Gerbes d’étincelles, odeur du métal brûlant, flamme bleue du chalumeau qui prend le relais sur une coque mise au sec… «Radouber, terme de marine, c’est entretenir et réparer», rappelle Serge Ribes, qui aime être précis avec les mots de sa passion. Car attention…

Le Gladys, cette élégante péniche sur laquelle il travaille «n’est pas une péniche», commence-t-il… «C’est un Lux Motor, une coque hollandaise, remarquablement conçue avec son avant pointu et son cul de remorqueur qui lui assure un très bon effet de carène. Non, une péniche, c’est au gabarit Freycinet, soit 38,5 mètres de long pour 5,05 mètres de large, la taille réglementaire des écluses qu’imposa Charles de Freycinet en 1879… et qui n’est pas le gabarit du canal du Midi, limité à 30 mètres», explique-t-il. Bien.

Et que l’on ne confondra donc pas non plus entre Toulouse et Sète avec les tjalk ou les klippers aak, autres bateaux hollandais très prisés… Et encore moins bien sûr «avec les sapines du midi, dont un paquet fut fabriqué ici où une vingtaine de charpentiers travaillaient encore au début du XXe siècle», poursuit Serge.

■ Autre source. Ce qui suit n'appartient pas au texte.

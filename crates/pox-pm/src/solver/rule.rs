use std::fmt;
use std::hash::{Hash, Hasher};

use super::pool::PackageId;
use crate::package::Link;

/// A literal in SAT terms - positive means "install", negative means "don't install".
pub type Literal = i32;

/// Why a rule exists. Drives both solver priority and Problems rendering.
#[derive(Debug, Clone, Copy, PartialEq, Eq, Hash)]
pub enum RuleReason {
    /// An update job allowed an installed package to move to a replacement.
    InternalAllowUpdate,
    /// A request `install` job.
    JobInstall,
    /// A request `remove` job.
    JobRemove,
    /// Two packages declare an explicit conflict.
    PackageConflict,
    /// A package's `require` entry.
    PackageRequires,
    /// A package's `replace` entry.
    PackageObsoletes,
    /// An installed package obsoleted by a `replace` entry of a candidate.
    InstalledPackageObsoletes,
    /// Two packages share the same effective name (at most one installed).
    PackageSameName,
    /// Same-name exclusion implied by differing versions of one package, not an explicit replace.
    PackageImplicitObsoletes,
    /// Clause derived during conflict analysis.
    Learned,
    /// Binds an alias package to its target (both install together).
    PackageAlias,
}

impl RuleReason {
    /// Lower sorts first; used to order rule generation and to bucket RuleSet iteration.
    pub fn priority(&self) -> u8 {
        match self {
            RuleReason::JobInstall | RuleReason::JobRemove => 0,
            RuleReason::PackageRequires
            | RuleReason::PackageConflict
            | RuleReason::PackageSameName
            | RuleReason::PackageObsoletes
            | RuleReason::InstalledPackageObsoletes
            | RuleReason::PackageImplicitObsoletes
            | RuleReason::PackageAlias => 1,
            RuleReason::InternalAllowUpdate => 2,
            RuleReason::Learned => 4,
        }
    }

    pub fn is_multi_conflict(&self) -> bool {
        matches!(
            self,
            RuleReason::PackageSameName | RuleReason::PackageImplicitObsoletes
        )
    }

    fn as_str(&self) -> &'static str {
        match self {
            RuleReason::InternalAllowUpdate => "allow-update",
            RuleReason::JobInstall => "job-install",
            RuleReason::JobRemove => "job-remove",
            RuleReason::PackageConflict => "conflict",
            RuleReason::PackageRequires => "requires",
            RuleReason::PackageObsoletes => "obsoletes",
            RuleReason::InstalledPackageObsoletes => "installed-obsoletes",
            RuleReason::PackageSameName => "same-name",
            RuleReason::PackageImplicitObsoletes => "implicit-obsoletes",
            RuleReason::Learned => "learned",
            RuleReason::PackageAlias => "alias",
        }
    }
}

/// Extra context attached to a rule, used only for Problems rendering -
/// the solver itself only ever looks at `literals`.
#[derive(Debug, Clone)]
pub enum ReasonData {
    /// The `Link` (source package + target name + constraint) that produced a requires/conflict rule.
    Link(Link),
    /// The package whose presence obsoletes another.
    Package(PackageId),
    /// The literal pair bound by an alias rule.
    Alias(Literal, Literal),
    None,
}

/// A SAT rule (clause): a disjunction of literals, satisfied when at least one is true.
///
/// - `[A]` - A must be installed (assertion)
/// - `[-A]` - A must not be installed
/// - `[-A, B, C]` - if A is installed, B or C must be installed too
/// - `[-A, -B]` - A and B conflict
#[derive(Clone)]
pub struct Rule {
    literals: Vec<Literal>,
    reason: RuleReason,
    reason_data: ReasonDataKind,
    id: u32,
    disabled: bool,
}

/// `ReasonData` isn't `Clone`-cheap-friendly to store inline without boxing;
/// keep the enum but box the heavier `Link` variant.
#[derive(Debug, Clone)]
enum ReasonDataKind {
    Link(Box<Link>),
    Package(PackageId),
    Alias(Literal, Literal),
    None,
}

impl Rule {
    pub fn new(literals: Vec<Literal>, reason: RuleReason) -> Self {
        let mut literals = literals;
        literals.sort_unstable();
        literals.dedup();
        Self {
            literals,
            reason,
            reason_data: ReasonDataKind::None,
            id: 0,
            disabled: false,
        }
    }

    pub fn assertion(literal: Literal, reason: RuleReason) -> Self {
        Self::new(vec![literal], reason)
    }

    /// `-source v target1 v target2 v ...`
    pub fn requires(source: PackageId, targets: Vec<PackageId>) -> Self {
        let mut literals = vec![-source];
        literals.extend(targets);
        Self::new(literals, RuleReason::PackageRequires)
    }

    pub fn conflict(packages: Vec<PackageId>) -> Self {
        let literals: Vec<_> = packages.into_iter().map(|p| -p).collect();
        Self::new(literals, RuleReason::PackageConflict)
    }

    pub fn same_name(packages: Vec<PackageId>) -> Self {
        let literals: Vec<_> = packages.into_iter().map(|p| -p).collect();
        Self::new(literals, RuleReason::PackageSameName)
    }

    pub fn obsoletes(packages: Vec<PackageId>) -> Self {
        let literals: Vec<_> = packages.into_iter().map(|p| -p).collect();
        Self::new(literals, RuleReason::PackageObsoletes)
    }

    pub fn job_install(targets: Vec<PackageId>) -> Self {
        Self::new(targets, RuleReason::JobInstall)
    }

    pub fn job_remove(package: PackageId) -> Self {
        Self::assertion(-package, RuleReason::JobRemove)
    }

    pub fn allow_update(old: PackageId, candidates: Vec<PackageId>) -> Self {
        let mut literals = vec![-old];
        literals.extend(candidates);
        Self::new(literals, RuleReason::InternalAllowUpdate)
    }

    pub fn alias(alias: Literal, target: Literal) -> Self {
        let mut rule = Self::new(vec![-alias, target], RuleReason::PackageAlias);
        rule.reason_data = ReasonDataKind::Alias(alias, target);
        rule
    }

    pub fn learned(literals: Vec<Literal>) -> Self {
        Self::new(literals, RuleReason::Learned)
    }

    pub fn with_link(mut self, link: Link) -> Self {
        self.reason_data = ReasonDataKind::Link(Box::new(link));
        self
    }

    pub fn with_obsoleted_by(mut self, package: PackageId) -> Self {
        self.reason_data = ReasonDataKind::Package(package);
        self
    }

    pub fn reason_data(&self) -> ReasonData {
        match &self.reason_data {
            ReasonDataKind::Link(link) => ReasonData::Link((**link).clone()),
            ReasonDataKind::Package(p) => ReasonData::Package(*p),
            ReasonDataKind::Alias(a, t) => ReasonData::Alias(*a, *t),
            ReasonDataKind::None => ReasonData::None,
        }
    }

    pub fn set_id(&mut self, id: u32) {
        self.id = id;
    }

    pub fn id(&self) -> u32 {
        self.id
    }

    pub fn reason(&self) -> RuleReason {
        self.reason
    }

    pub fn literals(&self) -> &[Literal] {
        &self.literals
    }

    pub fn is_assertion(&self) -> bool {
        self.literals.len() == 1
    }

    pub fn is_multi_conflict(&self) -> bool {
        self.reason.is_multi_conflict() && self.literals.len() > 2
    }

    pub fn is_disabled(&self) -> bool {
        self.disabled
    }

    pub fn disable(&mut self) {
        self.disabled = true;
    }

    pub fn enable(&mut self) {
        self.disabled = false;
    }

    pub fn len(&self) -> usize {
        self.literals.len()
    }

    pub fn is_empty(&self) -> bool {
        self.literals.is_empty()
    }

    /// Fingerprint over the (already sorted, deduplicated) literal sequence.
    pub fn literal_hash(&self) -> u64 {
        use std::collections::hash_map::DefaultHasher;
        let mut hasher = DefaultHasher::new();
        self.literals.hash(&mut hasher);
        hasher.finish()
    }

    pub fn equals_literals(&self, other: &Rule) -> bool {
        self.literals == other.literals
    }
}

impl fmt::Debug for Rule {
    fn fmt(&self, f: &mut fmt::Formatter<'_>) -> fmt::Result {
        write!(f, "Rule({:?}, {:?})", self.reason, self.literals)
    }
}

impl fmt::Display for Rule {
    fn fmt(&self, f: &mut fmt::Formatter<'_>) -> fmt::Result {
        let literals: Vec<String> = self
            .literals
            .iter()
            .map(|&l| if l > 0 { format!("+{l}") } else { format!("{l}") })
            .collect();
        write!(f, "({}) [{}]", self.reason.as_str(), literals.join(" | "))
    }
}

#[cfg(test)]
mod tests {
    use super::*;

    #[test]
    fn assertion_has_one_literal() {
        let rule = Rule::assertion(5, RuleReason::JobInstall);
        assert!(rule.is_assertion());
        assert_eq!(rule.literals(), &[5]);
    }

    #[test]
    fn requires_prefixes_negated_source() {
        let rule = Rule::requires(1, vec![2, 3, 4]);
        assert_eq!(rule.literals(), &[-1, 2, 3, 4]);
        assert_eq!(rule.reason(), RuleReason::PackageRequires);
    }

    #[test]
    fn conflict_negates_all() {
        let rule = Rule::conflict(vec![1, 2]);
        assert_eq!(rule.literals(), &[-2, -1]);
        assert_eq!(rule.reason(), RuleReason::PackageConflict);
    }

    #[test]
    fn literal_hash_ignores_input_order() {
        let rule1 = Rule::new(vec![1, 2, 3], RuleReason::PackageRequires);
        let rule2 = Rule::new(vec![3, 1, 2], RuleReason::PackageRequires);
        let rule3 = Rule::new(vec![1, 2, 4], RuleReason::PackageRequires);

        assert_eq!(rule1.literal_hash(), rule2.literal_hash());
        assert_ne!(rule1.literal_hash(), rule3.literal_hash());
    }

    #[test]
    fn equals_literals_ignores_reason() {
        let rule1 = Rule::new(vec![1, 2, 3], RuleReason::PackageRequires);
        let rule2 = Rule::new(vec![3, 1, 2], RuleReason::PackageConflict);
        let rule3 = Rule::new(vec![1, 2], RuleReason::PackageRequires);

        assert!(rule1.equals_literals(&rule2));
        assert!(!rule1.equals_literals(&rule3));
    }

    #[test]
    fn alias_binds_both_directions() {
        let rule = Rule::alias(5, 6);
        assert_eq!(rule.literals(), &[-5, 6]);
    }
}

Aujourd’hui ? Dans ces cales convoquant la mémoire de Jean-Polycarpe et Urbain Maguès, ingénieurs père et fils qui marquèrent de leur empreinte le canal, ses ports, ponts et écluses au XIXe… on ne construit plus. Mais l’on y vit pas moins intensément la passion des bateaux, des vrais, de bois et d’acier, gardant l’odeur du travail et le souvenir des marchandises dans leur cale devenues maison.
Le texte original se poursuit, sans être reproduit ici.